Darktable: a magnificent photo manager and editor

A post about the magnificent darktable photo manager/editor and why I'm abandoning pixie

When I wrote pixie, I was aware of darktable. It looked like a neat application with potential to be pretty much what I was looking for, although it also looked complicated, mainly due to terminology like "darkroom" and "lighttable", which was a bit off-putting to me and made me feel like the application was meant for photo professionals and probably wouldn't work well with the ideals of a techie with some purist views on how to manage files and keep my filesystems clean.

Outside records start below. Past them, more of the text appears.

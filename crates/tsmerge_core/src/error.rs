//! Error types for tsmerge core.

use std::io;
use std::path::{Path, PathBuf};
use thiserror::Error;
use tsmerge_storage::StorageError;

/// Result type for core operations.
pub type CoreResult<T> = Result<T, CoreError>;

/// Errors that can occur while compacting or recovering a registry.
#[derive(Debug, Error)]
pub enum CoreError {
    /// Storage layer error outside of a tracked mutation.
    #[error("storage error: {0}")]
    Storage(#[from] StorageError),

    /// I/O error.
    #[error("I/O error: {0}")]
    Io(#[from] io::Error),

    /// Compaction log is missing, empty or unparseable.
    #[error("compaction log format error: {message}")]
    LogFormat {
        /// Description of the problem.
        message: String,
    },

    /// A committed-looking target failed structural validation.
    #[error("target validation failed for {}: {message}", path.display())]
    TargetValidation {
        /// Target data file.
        path: PathBuf,
        /// Why it was rejected.
        message: String,
    },

    /// A required delete, rename or write did not succeed.
    #[error("failed to {op} {}: {source}", path.display())]
    FilesystemMutation {
        /// The operation attempted (`delete`, `rename`, `write`, ...).
        op: &'static str,
        /// The path the operation targeted.
        path: PathBuf,
        /// Underlying storage error.
        #[source]
        source: StorageError,
    },

    /// Migrating a pre-upgrade ledger failed.
    #[error("legacy ledger migration failed: {message}")]
    LegacyMigration {
        /// Description of the failure.
        message: String,
    },

    /// Commit/rollback could not be decided; the registry must stop compacting.
    #[error("compaction fatal: {reason}")]
    Fatal {
        /// Why the decision could not be made.
        reason: String,
    },

    /// Invalid on-disk format (identifier, sidecar, file name).
    #[error("invalid format: {message}")]
    InvalidFormat {
        /// Description of the format issue.
        message: String,
    },

    /// Checksum mismatch detected.
    #[error("checksum mismatch: expected {expected:08x}, got {actual:08x}")]
    ChecksumMismatch {
        /// Expected checksum.
        expected: u32,
        /// Actual checksum.
        actual: u32,
    },

    /// Operation not permitted in the current state.
    #[error("invalid operation: {message}")]
    InvalidOperation {
        /// Description of why the operation is invalid.
        message: String,
    },

    /// The registry's circuit breaker is open.
    #[error("compaction disabled for registry {registry}")]
    CompactionDisabled {
        /// Registry display name.
        registry: String,
    },

    /// A forward task was halted at a checkpoint to simulate process death.
    #[error("simulated crash after {checkpoint}")]
    SimulatedCrash {
        /// The checkpoint that was reached.
        checkpoint: String,
    },
}

impl CoreError {
    /// Creates a log format error.
    pub fn log_format(message: impl Into<String>) -> Self {
        Self::LogFormat {
            message: message.into(),
        }
    }

    /// Creates a target validation error.
    pub fn target_validation(path: &Path, message: impl Into<String>) -> Self {
        Self::TargetValidation {
            path: path.to_path_buf(),
            message: message.into(),
        }
    }

    /// Creates a filesystem mutation error.
    pub fn mutation(op: &'static str, path: &Path, source: StorageError) -> Self {
        Self::FilesystemMutation {
            op,
            path: path.to_path_buf(),
            source,
        }
    }

    /// Creates a legacy migration error.
    pub fn legacy_migration(message: impl Into<String>) -> Self {
        Self::LegacyMigration {
            message: message.into(),
        }
    }

    /// Creates a fatal error.
    pub fn fatal(reason: impl Into<String>) -> Self {
        Self::Fatal {
            reason: reason.into(),
        }
    }

    /// Creates an invalid format error.
    pub fn invalid_format(message: impl Into<String>) -> Self {
        Self::InvalidFormat {
            message: message.into(),
        }
    }

    /// Creates an invalid operation error.
    pub fn invalid_operation(message: impl Into<String>) -> Self {
        Self::InvalidOperation {
            message: message.into(),
        }
    }

    /// Returns true for the simulated-crash error used by crash tests.
    #[must_use]
    pub fn is_simulated_crash(&self) -> bool {
        matches!(self, Self::SimulatedCrash { .. })
    }
}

Basically I didn't want to give the application a proper chance and then rationalized the decision after I made it. I'm sure psychologists have a term for this behavior. I try to be aware of these cases and not to fall in the trap, but this time I was very aware of it and still proceeded, but I think I had a reasonable excuse. I wanted an app that behaves exactly how I like, I wanted to play with angularjs, it seemed like a fun learning exercise to implement a full-stack program backed by a Go api server and an angularjs interface, with some keybind features and vim-like navigation sprinkled on top.

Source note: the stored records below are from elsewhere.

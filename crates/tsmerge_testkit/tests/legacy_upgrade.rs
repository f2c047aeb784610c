//! Logs and ledgers written by pre-upgrade versions.

use std::sync::Arc;
use tsmerge_core::log::legacy_log_path;
use tsmerge_core::{CoreError, Deletion, LedgerKind, RecoverTask, RecoveryOutcome};
use tsmerge_storage::OsFileSystem;
use tsmerge_testkit::prelude::*;

const S1: &str = "1-1-0-0.tsfile";
const S2: &str = "2-2-0-0.tsfile";
const TARGET: &str = "1-1-1-0.tsfile";

fn stage(layout: &TestLayout) {
    layout.write_data_file(0, S1, b"first source");
    layout.write_data_file(0, S2, b"second source");
    layout.write_ledger(0, S2, LedgerKind::Ordinary, &[Deletion::new("root.sg.d2.s1", 4, 2, 9)]);
    layout.write_data_file(0, TARGET, b"first sourcesecond source");
}

fn legacy_deletions() -> Vec<Deletion> {
    vec![
        Deletion::new("root.sg.d1.s1", 0, 100, 200),
        Deletion::new("root.sg.d1,x.s2", 16, 150, 160),
    ]
}

#[test]
fn lost_sources_migrate_legacy_ledger() {
    let layout = TestLayout::new();
    stage(&layout);
    std::fs::remove_file(layout.path(0, S1)).unwrap();
    let ledger = layout.write_legacy_ledger(0, &legacy_deletions());
    let log = layout.write_legacy_log(0, &[S1, S2], Some(TARGET));

    let (registry, report) = layout.restart();
    assert_eq!(report.logs.len(), 1);
    assert_eq!(report.logs[0].outcome, Ok(RecoveryOutcome::SourcesCleanedUp));
    assert!(!log.exists());
    assert!(!ledger.exists());
    assert_eq!(registered_names(&registry), vec![TARGET]);
    assert_eq!(layout.read_ledger(0, TARGET), legacy_deletions());
}

#[test]
fn legacy_migration_does_not_duplicate() {
    let layout = TestLayout::new();
    stage(&layout);
    std::fs::remove_file(layout.path(0, S1)).unwrap();
    layout.write_ledger(0, TARGET, LedgerKind::Ordinary, &legacy_deletions()[..1]);
    layout.write_legacy_ledger(0, &legacy_deletions());
    layout.write_legacy_log(0, &[S1, S2], Some(TARGET));

    layout.restart();
    assert_eq!(layout.read_ledger(0, TARGET), legacy_deletions());
}

#[test]
fn legacy_abort_keeps_legacy_ledger() {
    let layout = TestLayout::new();
    layout.write_data_file(0, S1, b"first source");
    layout.write_data_file(0, S2, b"second source");
    let ledger = layout.write_legacy_ledger(0, &legacy_deletions());
    let log = layout.write_legacy_log(0, &[S1, S2], Some(TARGET));

    let task = RecoverTask::new(layout.load_registry(), Arc::new(OsFileSystem), layout.config(), log);
    assert!(task.is_legacy());
    assert_eq!(task.recover().unwrap(), RecoveryOutcome::AbortedBeforeMerge);
    assert!(ledger.exists());
    assert_eq!(registered_names(task.registry()), vec![S1, S2]);
}

#[test]
fn torn_legacy_log_is_incomplete() {
    let layout = TestLayout::new();
    stage(&layout);
    let before = layout.snapshot();
    let log = legacy_log_path(layout.root(0), layout.key());
    let text = format!(
        "source\n{}\nsource\n{}\ntarget\n{}",
        layout.path(0, S1).display(),
        layout.path(0, S2).display(),
        layout.path(0, TARGET).display(),
    );
    std::fs::write(&log, text).unwrap();

    let task = RecoverTask::new(layout.load_registry(), Arc::new(OsFileSystem), layout.config(), log.clone());
    let parsed = task.analyze();
    assert!(parsed.legacy);
    assert!(parsed.truncated);
    assert_eq!(parsed.sources.len(), 2);
    assert!(parsed.targets.is_empty());

    assert_eq!(task.recover().unwrap(), RecoveryOutcome::IncompleteLog);
    assert!(!log.exists());
    assert_eq!(layout.snapshot(), before);
}

#[test]
fn corrupt_legacy_ledger_is_fatal() {
    let layout = TestLayout::new();
    stage(&layout);
    std::fs::remove_file(layout.path(0, S1)).unwrap();
    let ledger = layout.group_dir(0).join(tsmerge_core::DEFAULT_LEGACY_MODS_FILE);
    std::fs::write(&ledger, "DELETION,broken\n").unwrap();
    let log = layout.write_legacy_log(0, &[S1, S2], Some(TARGET));

    let task = RecoverTask::new(layout.load_registry(), Arc::new(OsFileSystem), layout.config(), log.clone());
    let err = task.recover().unwrap_err();
    assert!(matches!(err, CoreError::LegacyMigration { .. }), "{err}");
    assert!(log.exists());
    assert!(ledger.exists());
    assert!(!task.registry().is_compaction_allowed());
}

#[test]
fn legacy_logs_are_recovered_first() {
    let layout = TestLayout::new();
    stage(&layout);
    let current = layout.write_current_log(0, &["7-7-0-0.tsfile"], None);
    let legacy = layout.write_legacy_log(0, &[S1, S2], None);

    let (_, report) = layout.restart();
    let order: Vec<_> = report.logs.iter().map(|l| l.log.clone()).collect();
    assert_eq!(order, vec![legacy, current]);
    assert!(report.logs.iter().all(|l| l.outcome == Ok(RecoveryOutcome::IncompleteLog)));
}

Pixie ended up working, but I got fed up with some angularjs issues, slow js performance and a list of to-do's i would need to address before i would consider pixie feature complete, so only as of a few days ago I started giving darktable the chance it had deserved from the beginning.
As it turns out, darktable is actually a fantastic application, and despite some imperfections, the difference is clear enough for me to abandon pixie.

Here's why I like it:

  1. It stays true to my ideals: It doesn't modify your files at all, this is a must for easily synchronizing photo archives with each other and with devices. You can tag, assign metadata, create edits, etc. and re-size on export. It stores metadata in a simple sqlite database, and also in xmp files which it puts along with the original files, but luckily you can easily ignore those while syncing. (I have yet to verify whether you can adjust dates or set GPS info without modifying the actual files, but I had no solution for that either)
  2. basically, it's just well thought out and works well. the terminology thing is a non-issue. Just realize that lighttable means the set of pictures in your collection you want to work with, darkroom is the editor where you edit the image, and film roll is a directory with imported images. Everything else is intuitive
  3. It has decent tag editing features, and a powerful mechanism to build a selection of images using a variety of criteria using exif data, tags, GPS info, labels, etc. You can make duplicates of an image and make different edits, and treat them as images of their own
  4. It has pretty extensive key binding options, and even provides a lua api so you can hook in your own plugins. People are working on a bunch of scripts already.
  5. It's fast. Navigating a 33k file archive, adjusting thumbnail sizes on the fly, iterating fast, works well
  6. It has good support for non-destructive editing. It has a variety of editing possibilities, as if it was commercial software
  7. It has complete documentation, a great blog with plenty of tutorial articles, and tutorial videos

I did notice some bugs (including a few crashes), but there's always a few developers and community members active, on IRC and the bug tracker, so it's pretty active project and I'm confident/hopeful my issues will be resolved soon.
I also have a few more ideas for features that would make it closer to my ideals, but as it stands, darktable is already a great application and I'm happy I can deprecate pixie at this point. I even wrote a script that automatically does all tag assignments in darktable based on the pixie information in tmsu, to make the transition friction free.